* Task instructions
Return, from the data that follows, each line that holds the word "contains".

[Collected data]
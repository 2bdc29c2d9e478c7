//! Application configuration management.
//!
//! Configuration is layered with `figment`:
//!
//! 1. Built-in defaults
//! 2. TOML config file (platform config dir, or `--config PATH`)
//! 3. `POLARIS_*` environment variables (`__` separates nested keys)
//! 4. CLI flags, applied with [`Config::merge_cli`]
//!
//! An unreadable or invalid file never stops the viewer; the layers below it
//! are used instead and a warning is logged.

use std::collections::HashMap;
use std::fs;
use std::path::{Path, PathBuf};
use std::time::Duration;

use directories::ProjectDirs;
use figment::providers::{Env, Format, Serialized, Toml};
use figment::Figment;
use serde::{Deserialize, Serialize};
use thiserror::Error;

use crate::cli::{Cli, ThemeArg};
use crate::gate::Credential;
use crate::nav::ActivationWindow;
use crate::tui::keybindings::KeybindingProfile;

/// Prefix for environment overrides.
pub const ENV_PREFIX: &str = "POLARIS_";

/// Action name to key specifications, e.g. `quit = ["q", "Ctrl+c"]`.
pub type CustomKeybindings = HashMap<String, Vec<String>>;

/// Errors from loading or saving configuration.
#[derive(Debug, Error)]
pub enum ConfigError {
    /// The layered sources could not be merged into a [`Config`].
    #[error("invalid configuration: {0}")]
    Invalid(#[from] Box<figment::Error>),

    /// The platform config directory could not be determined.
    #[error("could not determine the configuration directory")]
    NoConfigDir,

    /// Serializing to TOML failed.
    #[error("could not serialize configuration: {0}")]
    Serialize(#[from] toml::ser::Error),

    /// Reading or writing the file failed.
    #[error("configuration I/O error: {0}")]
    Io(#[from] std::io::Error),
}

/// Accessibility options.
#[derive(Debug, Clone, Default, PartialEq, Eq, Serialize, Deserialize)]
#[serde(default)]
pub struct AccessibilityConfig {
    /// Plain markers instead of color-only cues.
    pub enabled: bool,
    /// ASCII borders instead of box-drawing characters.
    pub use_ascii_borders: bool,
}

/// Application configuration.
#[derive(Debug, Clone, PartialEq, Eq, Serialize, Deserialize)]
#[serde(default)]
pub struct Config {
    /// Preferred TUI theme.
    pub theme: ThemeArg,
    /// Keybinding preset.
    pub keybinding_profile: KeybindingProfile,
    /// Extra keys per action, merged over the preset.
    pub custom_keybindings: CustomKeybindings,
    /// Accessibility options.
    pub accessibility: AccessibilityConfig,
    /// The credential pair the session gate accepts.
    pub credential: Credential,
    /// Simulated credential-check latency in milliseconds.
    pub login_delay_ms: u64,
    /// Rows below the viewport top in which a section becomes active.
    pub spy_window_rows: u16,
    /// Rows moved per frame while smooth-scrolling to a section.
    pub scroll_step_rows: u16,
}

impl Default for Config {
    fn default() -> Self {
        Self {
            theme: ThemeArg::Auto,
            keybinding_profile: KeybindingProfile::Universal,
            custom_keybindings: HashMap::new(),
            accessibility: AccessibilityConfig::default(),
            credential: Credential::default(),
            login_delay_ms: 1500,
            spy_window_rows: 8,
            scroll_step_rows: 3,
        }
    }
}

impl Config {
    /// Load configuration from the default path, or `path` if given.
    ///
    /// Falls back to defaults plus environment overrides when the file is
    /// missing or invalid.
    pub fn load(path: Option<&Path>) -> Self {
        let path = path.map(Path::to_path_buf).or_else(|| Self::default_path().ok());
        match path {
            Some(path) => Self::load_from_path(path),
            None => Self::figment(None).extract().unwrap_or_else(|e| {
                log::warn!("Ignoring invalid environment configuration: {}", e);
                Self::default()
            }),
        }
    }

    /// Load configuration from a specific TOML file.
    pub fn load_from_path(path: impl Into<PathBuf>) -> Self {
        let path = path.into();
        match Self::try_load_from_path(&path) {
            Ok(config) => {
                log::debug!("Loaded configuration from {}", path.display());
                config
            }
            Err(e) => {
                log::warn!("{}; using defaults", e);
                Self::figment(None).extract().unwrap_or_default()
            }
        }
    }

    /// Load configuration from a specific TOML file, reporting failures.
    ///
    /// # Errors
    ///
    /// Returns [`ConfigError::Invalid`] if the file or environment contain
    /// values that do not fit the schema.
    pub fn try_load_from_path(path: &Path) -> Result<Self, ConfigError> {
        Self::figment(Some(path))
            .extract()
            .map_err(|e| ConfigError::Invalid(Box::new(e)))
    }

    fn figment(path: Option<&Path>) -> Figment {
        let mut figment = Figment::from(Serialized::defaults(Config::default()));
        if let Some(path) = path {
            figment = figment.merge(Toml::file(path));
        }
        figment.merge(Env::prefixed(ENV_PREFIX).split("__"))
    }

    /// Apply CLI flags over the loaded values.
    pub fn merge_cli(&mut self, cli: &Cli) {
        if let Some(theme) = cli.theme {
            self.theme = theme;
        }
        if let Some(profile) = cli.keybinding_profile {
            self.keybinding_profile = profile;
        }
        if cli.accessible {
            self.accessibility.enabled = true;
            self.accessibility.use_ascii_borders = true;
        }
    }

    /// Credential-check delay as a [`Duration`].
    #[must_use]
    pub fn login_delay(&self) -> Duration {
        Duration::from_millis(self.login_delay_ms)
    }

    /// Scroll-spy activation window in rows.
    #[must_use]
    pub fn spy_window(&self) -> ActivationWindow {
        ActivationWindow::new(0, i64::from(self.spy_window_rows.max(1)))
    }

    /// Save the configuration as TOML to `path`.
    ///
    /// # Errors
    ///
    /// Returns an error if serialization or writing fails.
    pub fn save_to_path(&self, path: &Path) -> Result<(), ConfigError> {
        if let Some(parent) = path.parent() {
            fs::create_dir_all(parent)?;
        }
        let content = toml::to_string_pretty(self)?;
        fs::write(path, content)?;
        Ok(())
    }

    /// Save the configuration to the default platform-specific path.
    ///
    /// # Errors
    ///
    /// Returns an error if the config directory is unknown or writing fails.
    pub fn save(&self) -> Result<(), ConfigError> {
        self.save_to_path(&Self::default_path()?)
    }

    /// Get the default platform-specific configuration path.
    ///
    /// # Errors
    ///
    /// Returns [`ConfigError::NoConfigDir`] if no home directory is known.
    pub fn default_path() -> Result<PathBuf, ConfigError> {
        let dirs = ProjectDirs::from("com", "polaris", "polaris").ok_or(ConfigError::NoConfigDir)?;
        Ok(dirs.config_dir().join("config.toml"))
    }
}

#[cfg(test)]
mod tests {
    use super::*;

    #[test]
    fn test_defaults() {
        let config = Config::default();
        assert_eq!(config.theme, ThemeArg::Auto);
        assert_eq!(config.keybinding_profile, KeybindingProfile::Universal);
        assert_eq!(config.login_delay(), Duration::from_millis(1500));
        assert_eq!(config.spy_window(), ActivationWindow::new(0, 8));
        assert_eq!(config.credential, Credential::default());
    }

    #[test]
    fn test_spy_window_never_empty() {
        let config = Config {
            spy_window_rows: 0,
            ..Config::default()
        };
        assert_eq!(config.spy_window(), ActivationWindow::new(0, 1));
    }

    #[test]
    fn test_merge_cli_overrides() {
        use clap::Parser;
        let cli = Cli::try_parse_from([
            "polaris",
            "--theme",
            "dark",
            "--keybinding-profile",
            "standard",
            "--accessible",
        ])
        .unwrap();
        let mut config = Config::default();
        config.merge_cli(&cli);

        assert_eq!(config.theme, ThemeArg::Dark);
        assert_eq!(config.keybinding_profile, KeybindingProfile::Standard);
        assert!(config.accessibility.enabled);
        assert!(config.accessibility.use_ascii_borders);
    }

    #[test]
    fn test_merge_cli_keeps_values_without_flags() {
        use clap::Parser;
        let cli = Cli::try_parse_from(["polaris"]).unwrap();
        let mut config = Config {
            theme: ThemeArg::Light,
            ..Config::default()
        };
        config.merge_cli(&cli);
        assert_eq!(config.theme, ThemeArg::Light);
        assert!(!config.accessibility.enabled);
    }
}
* * *
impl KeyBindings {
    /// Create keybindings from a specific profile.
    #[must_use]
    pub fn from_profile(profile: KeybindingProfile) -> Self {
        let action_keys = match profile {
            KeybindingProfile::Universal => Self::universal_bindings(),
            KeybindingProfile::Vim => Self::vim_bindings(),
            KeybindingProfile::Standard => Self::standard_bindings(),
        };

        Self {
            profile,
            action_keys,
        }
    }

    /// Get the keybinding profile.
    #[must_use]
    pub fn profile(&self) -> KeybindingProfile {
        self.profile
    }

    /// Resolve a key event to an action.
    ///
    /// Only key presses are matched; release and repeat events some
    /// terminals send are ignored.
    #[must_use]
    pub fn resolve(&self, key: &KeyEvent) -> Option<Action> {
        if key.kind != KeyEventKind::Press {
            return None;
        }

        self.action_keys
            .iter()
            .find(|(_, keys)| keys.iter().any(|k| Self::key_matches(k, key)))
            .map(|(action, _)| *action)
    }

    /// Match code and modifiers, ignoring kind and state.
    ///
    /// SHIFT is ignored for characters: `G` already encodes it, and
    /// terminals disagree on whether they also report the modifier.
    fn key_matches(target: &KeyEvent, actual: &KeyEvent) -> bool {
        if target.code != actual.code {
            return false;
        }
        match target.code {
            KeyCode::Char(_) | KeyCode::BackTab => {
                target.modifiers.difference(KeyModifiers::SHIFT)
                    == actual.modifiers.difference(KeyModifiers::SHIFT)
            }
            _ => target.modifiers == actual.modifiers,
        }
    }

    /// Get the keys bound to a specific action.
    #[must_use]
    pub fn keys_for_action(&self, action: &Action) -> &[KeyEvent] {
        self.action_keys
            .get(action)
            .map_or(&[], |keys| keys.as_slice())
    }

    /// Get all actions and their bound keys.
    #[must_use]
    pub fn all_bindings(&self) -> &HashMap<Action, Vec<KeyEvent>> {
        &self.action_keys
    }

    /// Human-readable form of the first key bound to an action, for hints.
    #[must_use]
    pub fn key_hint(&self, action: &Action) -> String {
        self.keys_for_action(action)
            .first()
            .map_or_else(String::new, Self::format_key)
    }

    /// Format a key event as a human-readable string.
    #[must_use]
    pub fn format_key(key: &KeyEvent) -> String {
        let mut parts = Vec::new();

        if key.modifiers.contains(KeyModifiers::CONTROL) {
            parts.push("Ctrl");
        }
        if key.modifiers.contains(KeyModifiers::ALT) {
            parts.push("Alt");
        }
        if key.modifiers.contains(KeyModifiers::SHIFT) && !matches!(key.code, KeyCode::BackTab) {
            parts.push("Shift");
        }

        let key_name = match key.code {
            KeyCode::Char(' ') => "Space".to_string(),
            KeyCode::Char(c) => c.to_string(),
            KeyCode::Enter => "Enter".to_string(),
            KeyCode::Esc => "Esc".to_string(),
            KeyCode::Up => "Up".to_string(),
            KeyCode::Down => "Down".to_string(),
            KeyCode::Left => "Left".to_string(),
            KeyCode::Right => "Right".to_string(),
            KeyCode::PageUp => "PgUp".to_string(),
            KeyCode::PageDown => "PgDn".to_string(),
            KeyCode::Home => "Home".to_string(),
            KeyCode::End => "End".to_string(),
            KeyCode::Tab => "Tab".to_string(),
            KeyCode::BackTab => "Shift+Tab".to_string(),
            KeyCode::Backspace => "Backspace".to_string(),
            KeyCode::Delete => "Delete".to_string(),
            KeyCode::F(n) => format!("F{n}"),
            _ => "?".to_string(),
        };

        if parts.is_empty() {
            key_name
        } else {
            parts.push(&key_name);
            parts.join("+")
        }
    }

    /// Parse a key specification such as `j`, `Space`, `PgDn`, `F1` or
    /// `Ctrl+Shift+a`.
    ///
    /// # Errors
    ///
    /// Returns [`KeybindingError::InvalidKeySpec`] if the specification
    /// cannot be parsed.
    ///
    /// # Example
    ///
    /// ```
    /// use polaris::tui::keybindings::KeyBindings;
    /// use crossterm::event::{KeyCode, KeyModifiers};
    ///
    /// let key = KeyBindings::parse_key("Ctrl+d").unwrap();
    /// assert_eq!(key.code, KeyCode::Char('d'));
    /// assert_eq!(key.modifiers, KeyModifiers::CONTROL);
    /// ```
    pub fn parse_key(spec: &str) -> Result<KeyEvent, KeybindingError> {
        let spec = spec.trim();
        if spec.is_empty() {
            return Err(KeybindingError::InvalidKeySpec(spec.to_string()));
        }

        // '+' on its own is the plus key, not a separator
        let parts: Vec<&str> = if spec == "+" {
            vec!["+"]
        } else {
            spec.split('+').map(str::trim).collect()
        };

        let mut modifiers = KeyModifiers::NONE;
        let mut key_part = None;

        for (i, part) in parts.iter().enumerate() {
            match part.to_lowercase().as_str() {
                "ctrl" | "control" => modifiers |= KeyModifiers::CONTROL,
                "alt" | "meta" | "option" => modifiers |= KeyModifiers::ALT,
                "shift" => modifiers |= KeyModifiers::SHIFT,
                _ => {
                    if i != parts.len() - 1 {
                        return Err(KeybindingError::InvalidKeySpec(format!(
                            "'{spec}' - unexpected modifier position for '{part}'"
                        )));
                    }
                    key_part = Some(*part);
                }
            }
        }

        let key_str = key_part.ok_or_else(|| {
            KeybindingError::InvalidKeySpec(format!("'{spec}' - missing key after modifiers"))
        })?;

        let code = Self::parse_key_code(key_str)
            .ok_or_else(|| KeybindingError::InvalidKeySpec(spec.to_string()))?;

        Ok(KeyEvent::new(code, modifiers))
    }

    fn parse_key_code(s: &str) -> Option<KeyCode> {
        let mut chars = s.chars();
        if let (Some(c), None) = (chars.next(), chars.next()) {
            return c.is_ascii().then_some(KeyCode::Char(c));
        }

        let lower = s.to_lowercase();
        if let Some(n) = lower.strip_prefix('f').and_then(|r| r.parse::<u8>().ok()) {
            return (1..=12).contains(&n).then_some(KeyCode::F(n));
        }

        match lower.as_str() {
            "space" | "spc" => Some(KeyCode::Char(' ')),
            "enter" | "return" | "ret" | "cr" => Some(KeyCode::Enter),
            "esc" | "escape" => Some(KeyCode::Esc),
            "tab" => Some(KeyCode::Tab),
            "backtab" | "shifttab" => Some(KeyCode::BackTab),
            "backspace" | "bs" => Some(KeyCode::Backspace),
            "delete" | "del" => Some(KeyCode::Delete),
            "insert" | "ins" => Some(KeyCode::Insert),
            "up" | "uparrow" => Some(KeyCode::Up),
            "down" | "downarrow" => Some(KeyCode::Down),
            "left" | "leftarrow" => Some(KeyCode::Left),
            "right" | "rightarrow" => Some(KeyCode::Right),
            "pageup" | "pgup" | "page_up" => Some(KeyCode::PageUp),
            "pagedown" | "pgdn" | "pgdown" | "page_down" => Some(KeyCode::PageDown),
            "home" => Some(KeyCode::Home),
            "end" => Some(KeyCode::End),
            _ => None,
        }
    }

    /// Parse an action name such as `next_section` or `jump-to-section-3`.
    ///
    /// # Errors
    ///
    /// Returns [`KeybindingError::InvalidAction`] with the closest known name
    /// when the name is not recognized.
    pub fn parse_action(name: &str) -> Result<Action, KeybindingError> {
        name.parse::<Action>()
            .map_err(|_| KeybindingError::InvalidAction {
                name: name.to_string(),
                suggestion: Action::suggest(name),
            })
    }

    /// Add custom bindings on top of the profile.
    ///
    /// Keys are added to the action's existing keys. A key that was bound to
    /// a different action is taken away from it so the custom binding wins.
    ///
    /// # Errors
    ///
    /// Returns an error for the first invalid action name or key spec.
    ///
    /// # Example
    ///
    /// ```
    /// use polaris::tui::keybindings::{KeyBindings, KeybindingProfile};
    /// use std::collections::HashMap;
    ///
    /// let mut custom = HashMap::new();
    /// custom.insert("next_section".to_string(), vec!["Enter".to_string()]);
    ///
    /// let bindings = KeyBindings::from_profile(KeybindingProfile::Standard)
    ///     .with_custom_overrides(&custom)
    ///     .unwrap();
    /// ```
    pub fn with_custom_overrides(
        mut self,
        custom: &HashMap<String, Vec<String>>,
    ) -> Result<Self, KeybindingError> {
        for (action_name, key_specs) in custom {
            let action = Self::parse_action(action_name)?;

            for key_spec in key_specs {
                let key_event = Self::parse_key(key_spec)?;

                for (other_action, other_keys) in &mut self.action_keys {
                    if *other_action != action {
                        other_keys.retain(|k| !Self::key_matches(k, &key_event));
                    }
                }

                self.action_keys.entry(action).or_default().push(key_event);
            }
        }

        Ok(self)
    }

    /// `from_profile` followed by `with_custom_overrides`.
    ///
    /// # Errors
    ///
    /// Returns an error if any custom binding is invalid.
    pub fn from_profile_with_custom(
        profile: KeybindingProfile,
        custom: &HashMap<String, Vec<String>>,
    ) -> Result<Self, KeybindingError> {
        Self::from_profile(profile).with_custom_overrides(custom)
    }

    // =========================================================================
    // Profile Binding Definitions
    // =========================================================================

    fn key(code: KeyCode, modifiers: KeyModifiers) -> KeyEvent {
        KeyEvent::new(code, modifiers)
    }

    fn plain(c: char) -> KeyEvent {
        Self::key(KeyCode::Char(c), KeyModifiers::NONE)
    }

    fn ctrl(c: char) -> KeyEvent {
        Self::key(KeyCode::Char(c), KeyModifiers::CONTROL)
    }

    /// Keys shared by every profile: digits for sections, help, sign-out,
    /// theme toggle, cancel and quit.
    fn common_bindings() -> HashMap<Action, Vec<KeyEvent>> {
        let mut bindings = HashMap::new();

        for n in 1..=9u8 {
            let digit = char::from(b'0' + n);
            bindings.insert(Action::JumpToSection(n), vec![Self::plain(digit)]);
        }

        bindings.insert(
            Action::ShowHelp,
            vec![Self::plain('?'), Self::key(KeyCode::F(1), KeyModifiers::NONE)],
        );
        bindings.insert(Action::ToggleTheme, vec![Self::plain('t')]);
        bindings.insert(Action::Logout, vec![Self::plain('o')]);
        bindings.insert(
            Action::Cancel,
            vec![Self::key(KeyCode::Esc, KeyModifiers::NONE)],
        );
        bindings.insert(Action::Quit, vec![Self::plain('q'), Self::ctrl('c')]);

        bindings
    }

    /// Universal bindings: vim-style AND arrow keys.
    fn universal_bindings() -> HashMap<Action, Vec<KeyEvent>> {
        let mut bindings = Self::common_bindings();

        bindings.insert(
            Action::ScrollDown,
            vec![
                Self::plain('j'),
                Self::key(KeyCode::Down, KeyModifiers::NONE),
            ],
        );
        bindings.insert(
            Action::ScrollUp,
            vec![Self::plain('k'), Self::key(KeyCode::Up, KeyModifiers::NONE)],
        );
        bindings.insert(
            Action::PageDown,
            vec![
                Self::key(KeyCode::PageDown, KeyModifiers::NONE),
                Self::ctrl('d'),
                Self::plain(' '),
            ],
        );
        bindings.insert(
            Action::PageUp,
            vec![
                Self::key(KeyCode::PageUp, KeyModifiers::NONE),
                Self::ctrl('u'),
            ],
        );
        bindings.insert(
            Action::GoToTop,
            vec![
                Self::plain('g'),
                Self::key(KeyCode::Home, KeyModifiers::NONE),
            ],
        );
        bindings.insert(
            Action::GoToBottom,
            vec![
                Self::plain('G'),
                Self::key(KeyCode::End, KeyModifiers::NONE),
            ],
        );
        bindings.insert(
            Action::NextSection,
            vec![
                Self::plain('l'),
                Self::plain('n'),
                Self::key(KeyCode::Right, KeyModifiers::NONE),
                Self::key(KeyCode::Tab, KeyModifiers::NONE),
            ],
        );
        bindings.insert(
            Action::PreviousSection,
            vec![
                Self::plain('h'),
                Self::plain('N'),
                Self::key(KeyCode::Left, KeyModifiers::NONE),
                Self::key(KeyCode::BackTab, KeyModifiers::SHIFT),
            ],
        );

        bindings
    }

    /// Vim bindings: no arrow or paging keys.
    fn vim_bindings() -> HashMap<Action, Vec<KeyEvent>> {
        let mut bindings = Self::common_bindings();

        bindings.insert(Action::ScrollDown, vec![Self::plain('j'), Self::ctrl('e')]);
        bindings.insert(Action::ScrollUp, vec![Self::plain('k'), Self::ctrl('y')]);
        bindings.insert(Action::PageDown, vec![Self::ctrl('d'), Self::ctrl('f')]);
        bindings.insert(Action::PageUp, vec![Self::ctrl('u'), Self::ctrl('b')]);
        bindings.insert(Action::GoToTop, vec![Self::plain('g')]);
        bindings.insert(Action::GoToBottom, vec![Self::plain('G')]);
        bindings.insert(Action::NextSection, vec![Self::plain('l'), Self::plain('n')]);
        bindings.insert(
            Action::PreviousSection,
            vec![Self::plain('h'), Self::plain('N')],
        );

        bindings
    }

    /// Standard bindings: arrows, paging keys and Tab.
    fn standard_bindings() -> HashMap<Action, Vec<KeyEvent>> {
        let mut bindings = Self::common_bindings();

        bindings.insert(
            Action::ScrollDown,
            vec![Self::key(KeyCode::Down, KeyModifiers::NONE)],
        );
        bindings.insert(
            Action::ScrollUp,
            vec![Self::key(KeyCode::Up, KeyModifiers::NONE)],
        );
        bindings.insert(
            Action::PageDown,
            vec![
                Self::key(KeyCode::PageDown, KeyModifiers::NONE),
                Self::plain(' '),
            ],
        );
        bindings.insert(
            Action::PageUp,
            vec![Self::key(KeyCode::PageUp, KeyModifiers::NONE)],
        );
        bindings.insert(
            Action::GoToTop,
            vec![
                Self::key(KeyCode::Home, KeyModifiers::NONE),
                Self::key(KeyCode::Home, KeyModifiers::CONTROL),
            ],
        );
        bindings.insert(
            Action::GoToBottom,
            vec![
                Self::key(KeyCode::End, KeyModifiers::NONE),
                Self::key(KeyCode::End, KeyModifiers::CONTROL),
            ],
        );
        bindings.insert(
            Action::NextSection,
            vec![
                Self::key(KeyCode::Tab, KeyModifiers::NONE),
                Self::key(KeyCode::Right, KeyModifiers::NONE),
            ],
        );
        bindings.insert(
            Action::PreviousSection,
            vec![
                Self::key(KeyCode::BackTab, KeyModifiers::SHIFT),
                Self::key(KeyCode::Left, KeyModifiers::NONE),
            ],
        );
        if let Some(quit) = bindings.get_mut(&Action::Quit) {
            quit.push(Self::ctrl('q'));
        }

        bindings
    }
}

* Solution below
        if key.modifiers.contains(KeyModifiers::CONTROL) {
        if key.modifiers.contains(KeyModifiers::ALT) {
        if key.modifiers.contains(KeyModifiers::SHIFT) && !matches!(key.code, KeyCode::BackTab) {
            return (1..=12).contains(&n).then_some(KeyCode::F(n));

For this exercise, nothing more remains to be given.